Allgemeine Informationen über den Test, Beschreibung des Tests und seiner diagnostischen Zielsetzung

Das persolog Persönlichkeits-Profil ist vorwiegend für die Personalentwicklung gedacht. Es kann zudem „begleitend im Einstellungsprozess als Reflexionshilfe eingesetzt” werden (Wittmann, 2010, S. 5), indem das persolog Profil eines Bewerbers mit einem Soll-Profil verglichen wird. Es ist die deutsche Version des amerikanischen Personality Factor Profiles und misst vier Persönlichkeitsmerkmale, die auch unter dem Akronym DISG (s.u.) bekannt sind. Angeboten wird eine zweiteilige ipsative Variante mit 24 Itemgruppen je Hälfte (Durchführungszeit ca. 15 min.): Im ersten Teil sollen die untersuchten Personen angeben, welcher Kurzsatz „am ehesten” auf sie zutrifft (zur Messung des „öffentlichen” Selbstkonzepts), im zweiten Teil welches Adjektiv „am wenigsten” (zur Messung des „privaten” Selbstkonzepts) auf sie zutrifft.

Zum Test gehört ein dreibändiger Trainerleitfaden; außerdem wurde den Rezensenten ein Bericht (Wittmann, 2010) zur Verfügung gestellt.1

Theoretische Grundlagen als Ausgangspunkt der Testkonstruktion

Theoretische Grundlage ist die Unterscheidung von vier emotionalen Reaktionsmustern (Marston, 1928/1979), die seit den 1960ern vor allem von John Geier und Dorothy Downey überarbeitet wurden. Im Deutschen werden diese Merkmale als Dominanz, Initiative, Stetigkeit und Gewissenhaftigkeit (DISG) bezeichnet. Deren Einordnung als Persönlichkeitsdimensionen oder Elemente einer Typologie bleibt unklar. Einerseits ist der Ansatz in seinem historischen Ursprung typologisch und die Messung erfolgt ipsativ, andererseits berufen sich die Testautoren auch auf dimensionale Modelle (z. B. den lexikalischen Ansatz, Eysencks Faktoren), und fast alle berichteten empirischen Daten beruhen auf Verfahren für dimensionale Modelle (s.u.).
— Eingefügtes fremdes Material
impl QuickFilter {
    pub fn filters(self) -> ContactFilters {
        match self {
            QuickFilter::Fresh => ContactFilters {
                status: Some(ContactStatus::Lead),
                ..Default::default()
            },
            QuickFilter::HighTier => ContactFilters {
                tier: Some(LeadTier::High),
                ..Default::default()
            },
            QuickFilter::NeedsEmail => ContactFilters {
                has_email: Some(false),
                ..Default::default()
            },
            QuickFilter::HasEmail => ContactFilters {
                has_email: Some(true),
                ..Default::default()
            },
            QuickFilter::HasPhone => ContactFilters {
                has_phone: Some(true),
                ..Default::default()
            },
            QuickFilter::All => ContactFilters::default(),
        }
    }
}

/// The backend may ignore the email/phone presence flags, so they are
/// re-applied to whatever comes back. Blank values count as missing.
fn apply_presence_filters(contacts: Vec<Contact>, filters: &ContactFilters) -> Vec<Contact> {
    contacts
        .into_iter()
        .filter(|c| match filters.has_email {
            Some(wanted) => c.has_email() == wanted,
            None => true,
        })
        .filter(|c| filters.has_phone != Some(true) || c.has_phone())
        .collect()
}

pub struct ContactsPage {
    ctx: ConsoleContext,
    filters: ContactFilters,
    contacts: Vec<Contact>,
    selection: Selection,
    pub card: ContactCard,
    pub form: AddContactForm,
    pub composer: EmailComposer,
}

impl ContactsPage {
    pub fn new(ctx: ConsoleContext, signature: Signature) -> Self {
        Self {
            card: ContactCard::new(ctx.clone()),
            form: AddContactForm::new(ctx.clone()),
            composer: EmailComposer::new(ctx.clone(), signature),
            ctx,
            filters: ContactFilters::default(),
            contacts: Vec::new(),
            selection: Selection::new(),
        }
    }

    pub fn filters(&self) -> &ContactFilters {
        &self.filters
    }

    pub fn contacts(&self) -> &[Contact] {
        &self.contacts
    }

    pub fn selection(&self) -> &Selection {
        &self.selection
    }

    pub fn set_search(&mut self, search: &str) {
        let search = search.trim();
        self.filters.search = (!search.is_empty()).then(|| search.to_string());
    }

    pub fn set_filters(&mut self, filters: ContactFilters) {
        self.filters = filters;
    }

    pub fn apply_quick_filter(&mut self, quick: QuickFilter) {
        self.filters = quick.filters();
    }

    pub fn clear_filters(&mut self) {
        self.filters = ContactFilters::default();
    }

    pub async fn load(&mut self) -> Outcome {
        match self.ctx.api.list_contacts(&self.filters).await {
            Ok(contacts) => {
                self.contacts = apply_presence_filters(contacts, &self.filters);
                self.selection.retain_visible(&self.contacts);
                tracing::debug!("Loaded {} contacts", self.contacts.len());
                Outcome::Done(())
            }
            Err(e) => self.ctx.fail("Error loading contacts", &e),
        }
    }

    pub fn toggle_select_mode(&mut self) {
        self.selection.toggle_mode();
    }

    pub fn select_all(&mut self, checked: bool) {
        self.selection.select_all(checked, &self.contacts);
    }

    pub fn toggle_contact(&mut self, contact_id: i64) {
        self.selection.toggle(contact_id);
    }

    pub fn all_selected(&self) -> bool {
        self.selection.all_selected(&self.contacts)
    }

    /// Opens the composer for the selected contacts that have an email.
    pub fn bulk_email(&mut self) -> Outcome<usize> {
        if self.selection.is_empty() {
            return self.ctx.reject("Please select contacts to email");
        }

        let selected: Vec<Contact> = self
            .contacts
            .iter()
            .filter(|c| self.selection.is_selected(c.id))
            .cloned()
            .collect();
        let count = self.composer.show_for(&selected);
        if count == 0 {
            return self
                .ctx
                .reject("None of the selected contacts have email addresses");
        }
        Outcome::Done(count)
    }

    pub async fn bulk_delete(&mut self) -> Outcome<u64> {
        if self.selection.is_empty() {
            return self.ctx.reject("Please select contacts to delete");
        }

        let prompt = format!(
            "Delete {} selected contacts? This cannot be undone.",
            self.selection.len()
        );
        if !self.ctx.confirm("Delete Selected Contacts", &prompt) {
            return Outcome::Cancelled;
        }

        match self.ctx.api.bulk_delete_contacts(&self.selection.ids()).await {
            Ok(deleted) => {
                self.ctx
                    .success(&format!("Successfully deleted {} contacts", deleted));
                self.selection.clear();
                if self.selection.is_active() {
                    self.selection.toggle_mode();
                }
                self.load().await;
                Outcome::Done(deleted)
            }
            Err(e) => self.ctx.fail("Error deleting contacts", &e),
        }
    }

    /// Wipes every contact after two separate confirmations.
    pub async fn delete_all(&mut self) -> Outcome<u64> {
        if !self.ctx.confirm(
            "Delete All Leads",
            "WARNING: This will permanently delete ALL leads in your database. This action cannot be undone. Are you absolutely sure?",
        ) {
            return Outcome::Cancelled;
        }
        if !self.ctx.confirm(
            "Final Confirmation",
            "This is your final confirmation. All lead data will be lost forever. Continue with deletion?",
        ) {
            return Outcome::Cancelled;
        }

        match self.ctx.api.delete_all_contacts().await {
            Ok(deleted) => {
                tracing::warn!("Deleted all contacts ({})", deleted);
                self.ctx.success(&format!("Deleted {} contacts", deleted));
                self.load().await;
                Outcome::Done(deleted)
            }
            Err(e) => self.ctx.fail("Error deleting all contacts", &e),
        }
    }

    pub async fn delete_contact(&mut self, contact_id: i64) -> Outcome {
        if !self.ctx.confirm(
            "Delete Contact",
            "Are you sure you want to delete this contact? This action cannot be undone.",
        ) {
            return Outcome::Cancelled;
        }

        match self.ctx.api.delete_contact(contact_id).await {
            Ok(()) => {
                self.ctx.success("Contact deleted successfully");
                self.card.close();
                self.load().await
            }
            Err(e) => self.ctx.fail("Error deleting contact", &e),
        }
    }

    /// Shows the detail card. Row clicks do nothing in select mode.
    pub async fn open_contact(&mut self, contact_id: i64) -> Outcome {
        if self.selection.is_active() {
            return Outcome::Cancelled;
        }
        self.card.show(contact_id).await
    }

    /// The `tel:` URI for a contact's phone.
    pub fn call_contact(&self, contact_id: i64) -> Outcome<String> {
        let phone = self
            .contacts
            .iter()
            .chain(self.card.contact())
            .find(|c| c.id == contact_id && c.has_phone())
            .and_then(|c| c.phone.clone());

        match phone {
            Some(phone) => {
                self.ctx
                    .notify(NoticeLevel::Info, &format!("Phone number: {}", phone));
                Outcome::Done(tel_uri(&phone))
            }
            None => self.ctx.reject("This contact has no phone number"),
        }
    }

    pub fn render(&self) -> String {
        let mut lines = vec![format!("Contacts ({})", self.contacts.len())];
        if self.selection.is_active() {
            let header = if self.all_selected() { "[x]" } else { "[ ]" };
            lines.push(format!("{} select all   {}", header, self.selection.label()));
        }
        lines.push(String::new());

        if self.contacts.is_empty() {
            lines.push("No contacts found".to_string());
            return lines.join("\n");
        }

        lines.push(format!(
            "{:<6} {:<24} {:<22} {:<28} {:<16} {:<7} {:<15} {:>7}  {}",
            "ID", "Name", "Company", "Email", "Phone", "Tier", "Status", "Touches", "Last Contacted"
        ));
        for contact in &self.contacts {
            let mut row = format!(
                "{:<6} {:<24} {:<22} {:<28} {:<16} {:<7} {:<15} {:>7}  {}",
                contact.id,
                truncate(&contact.name, 21),
                truncate(or_dash(contact.company.as_deref()), 19),
                truncate(or_dash(contact.email.as_deref()), 25),
                or_dash(contact.phone.as_deref()),
                contact
                    .tier
                    .as_ref()
                    .map(|t| t.to_string())
                    .unwrap_or_else(|| "-".to_string()),
                contact.status,
                contact.total_touches,
                format_date(contact.last_contacted.as_deref()),
            );
            if self.selection.is_active() {
                let mark = if self.selection.is_selected(contact.id) { "[x]" } else { "[ ]" };
                row = format!("{} {}", mark, row);
            }
            lines.push(row);
        }
        lines.join("\n")
    }
}
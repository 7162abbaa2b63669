use serde::{Deserialize, Deserializer, Serialize};

pub mod analytics;
pub mod campaign;
pub mod contact;
pub mod discovery_job;
pub mod email;
pub mod filters;

pub use analytics::{DashboardStats, DashboardStatsResponse, PerformanceResponse, PerformanceRow};
pub use campaign::{
    Campaign, CampaignResponse, CampaignsResponse, CreateCampaignRequest, RecipientsResponse,
    SendCampaignRequest, SendCampaignResponse, UpdateCampaignRequest,
};
pub use contact::{
    parse_timestamp, AddNoteRequest, BulkDeleteRequest, Contact, ContactDetailResponse,
    ContactFilters, ContactResponse, ContactStatus, ContactsResponse, CreateContactRequest,
    DeletedResponse, DuplicateCheckRequest, DuplicateCheckResponse, LeadSource, LeadTier, Note,
    Outreach, UpdateContactRequest,
};
pub use discovery_job::{
    CreateDiscoveryJobRequest, DiscoveryJob, DiscoveryJobListResponse, DiscoveryJobResponse,
    DiscoveryJobStatus, EnrichLeadsRequest, EnrichLeadsResponse, JobProgress,
    JobProgressResponse,
};
pub use email::{
    CreateTemplateRequest, EmailSendResult, EmailSendResults, EmailTemplate, LogTouchRequest,
    LogTouchResponse, SendEmailRequest, SendEmailResponse, TemplatesResponse,
    UpdateTemplateRequest,
};
pub use filters::FilterOptions;

/// Error body returned by the backend
#[derive(Debug, Serialize, Deserialize)]
pub struct ErrorResponse {
    #[serde(default)]
    pub success: bool,
    pub error: Option<String>,
}

/// Backend health probe body
#[derive(Debug, Clone, Serialize, Deserialize)]
pub struct HealthResponse {
    pub status: String,
}

/// Treats an explicit JSON `null` the same as a missing field.
pub fn null_to_default<'de, D, T>(deserializer: D) -> Result<T, D::Error>
where
    D: Deserializer<'de>,
    T: Default + Deserialize<'de>,
{
    Ok(Option::<T>::deserialize(deserializer)?.unwrap_or_default())
}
Die Interpretation der Testwerte fußt auf der Unterscheidung von „öffentlichem” und „privatem” Selbstkonzept (s. o.). In welchem Verhältnis diese Selbstkonzeptfacetten zu den Überlegungen Marstons stehen und inwiefern diese überhaupt gemessen werden, wird nicht erläutert.

Objektivität

Die Rahmenbedingungen für die Durchführung und der Umgang mit Rückfragen und Störungen werden im Trainerleitfaden relativ detailliert beschrieben. Allerdings ist die Instruktion für das Ausfüllen des Tests nicht festgelegt–der Test kann auf allgemeine Situationen und auf sehr spezifische Situationen bezogen werden („ich bei der Reisekostenabrechnung” wird als Beispiel genannt, Wittmann, 2010, S. 28). Dies ist zwar konsistent mit der Annahme der Autoren, dass Verhalten eine Funktion der Umwelt und der Person ist, erschwert aber die Vergleichbarkeit der Testergebnisse.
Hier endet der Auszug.